1009933_45151285I’m currently reading Richard Dawkins book and writing an essay which will be examining two of his major arguments for why he thinks God does not exist.  I’ll probably blog parts of my essay when it’s finished for those interested in this kind of thing.

Anyhow, outside the scope of my essay is the criticism that Dawkins has about religion that it is in it’s on special category where you are unable to criticise.  That in society we are are allowed to argue about our views on taxation, whether you vote Green or Liberal, but that when it comes to religion we just have to ‘respect’ that persons view unquestioningly, unthinkingly.

Well, I think this is a healthy reminder to encourage people to question us hard.  And to question others hard.  To allow people to ask questions that challenge the very basics of our faith.

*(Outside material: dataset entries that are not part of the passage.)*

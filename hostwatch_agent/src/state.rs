//! Shared agent state handed to every connection.

use std::sync::atomic::AtomicUsize;
use std::sync::Arc;

use crate::broadcast::Broadcaster;

pub struct AppState<S> {
    pub broadcaster: Broadcaster<S>,

    // Connected viewer count, for logs
    pub viewers: Arc<AtomicUsize>,
}

impl<S> Clone for AppState<S> {
    fn clone(&self) -> Self {
        Self {
            broadcaster: self.broadcaster.clone(),
            viewers: Arc::clone(&self.viewers),
        }
    }
}

impl<S> AppState<S> {
    pub fn new(broadcaster: Broadcaster<S>) -> Self {
        Self {
            broadcaster,
            viewers: Arc::new(AtomicUsize::new(0)),
        }
    }
}
//! Sensor capability: raw, loosely-shaped host readings.
//!
//! Every query is async, fallible and independent of the others so the sampler can
//! fan them out concurrently. Nothing here normalizes; see `sampler` for that.

mod synthetic;
mod system;

pub use synthetic::SyntheticSensors;
pub use system::SysinfoSensors;

use std::future::Future;

use crate::error::SensorError;

#[derive(Debug, Clone, Default)]
pub struct RawCpuLoad {
    pub current_load: f64,
    pub per_core: Vec<f64>,
}

#[derive(Debug, Clone, Default)]
pub struct RawCpuTemperature {
    pub main: Option<f64>,
}

#[derive(Debug, Clone, Default)]
pub struct RawMemory {
    pub total: u64,
    pub used: u64,
    pub free: u64,
    pub active: u64,
    pub available: u64,
    pub swap_total: u64,
    pub swap_used: u64,
}

#[derive(Debug, Clone, Default)]
pub struct RawFsUsage {
    pub fs: String,
    pub fs_type: String,
    pub mount: String,
    pub size: u64,
    pub used: u64,
    pub available: u64,
    /// Some platforms report the use percentage directly.
    pub use_pct: Option<f64>,
}

#[derive(Debug, Clone, Default)]
pub struct RawDiskIo {
    pub read_per_sec: Option<f64>,
    pub write_per_sec: Option<f64>,
    pub total_read: Option<u64>,
    pub total_write: Option<u64>,
}

#[derive(Debug, Clone, Default)]
pub struct RawNetStats {
    pub iface: String,
    // None until a second reading exists to diff against
    pub rx_sec: Option<f64>,
    pub tx_sec: Option<f64>,
    pub rx_bytes: u64,
    pub tx_bytes: u64,
}

#[derive(Debug, Clone, Default)]
pub struct RawProcess {
    pub name: String,
    pub pid: u32,
    pub cpu: f64,
    pub mem: f64,
    pub command: Option<String>,
}

#[derive(Debug, Clone, Default)]
pub struct RawGpu {
    pub vendor: String,
    pub model: String,
    pub vram_mb: Option<u64>,
    pub temperature_c: Option<f64>,
    pub utilization_pct: Option<f64>,
    pub memory_used_mb: Option<u64>,
    pub memory_total_mb: Option<u64>,
}

#[derive(Debug, Clone, Default)]
pub struct RawIdentity {
    pub cpu_manufacturer: Option<String>,
    pub cpu_brand: Option<String>,
    pub cores: usize,
    pub physical_cores: Option<usize>,
    pub cpu_speed_mhz: Option<u64>,
    pub system_manufacturer: Option<String>,
    pub system_model: Option<String>,
    pub platform: String,
    pub distro: Option<String>,
    pub release: Option<String>,
    pub arch: String,
    pub hostname: Option<String>,
    pub graphics: Vec<RawGpu>,
}

/// Source of raw host readings.
pub trait SensorSource: Send + Sync + 'static {
    fn cpu_load(&self) -> impl Future<Output = Result<RawCpuLoad, SensorError>> + Send;
    fn cpu_temperature(
        &self,
    ) -> impl Future<Output = Result<RawCpuTemperature, SensorError>> + Send;
    fn memory(&self) -> impl Future<Output = Result<RawMemory, SensorError>> + Send;
    fn fs_usage(&self) -> impl Future<Output = Result<Vec<RawFsUsage>, SensorError>> + Send;
    fn disk_io(&self) -> impl Future<Output = Result<RawDiskIo, SensorError>> + Send;
    fn network_stats(&self)
        -> impl Future<Output = Result<Vec<RawNetStats>, SensorError>> + Send;
    /// Full process list in enumeration order.
    fn processes(&self) -> impl Future<Output = Result<Vec<RawProcess>, SensorError>> + Send;
    fn gpu_controllers(&self) -> impl Future<Output = Result<Vec<RawGpu>, SensorError>> + Send;
    /// Static identity; queried once at startup.
    fn identity(&self) -> impl Future<Output = Result<RawIdentity, SensorError>> + Send;
}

There is nothing worse in a youth ministry context when youth are just giving you the right answers, rather than telling you what they really think.  For example when a youth answers the question, “What is God like?” with a one word answer like loving or powerful.  But what they’re really thinking is usually, “I have no idea what God is like, I know I’m supposed to think he’s loving, or kind, or compassionate or powerful, but my parents are divorced, my friends think believing in God is dumb and tease me and my grandma has cancer. I’m angry at God.”

The same thing happens in small groups of adults.  What is is about people and religion that causes people to never say what they’re actually thinking?  But to instead always seek some sort of implied ‘right’ answer?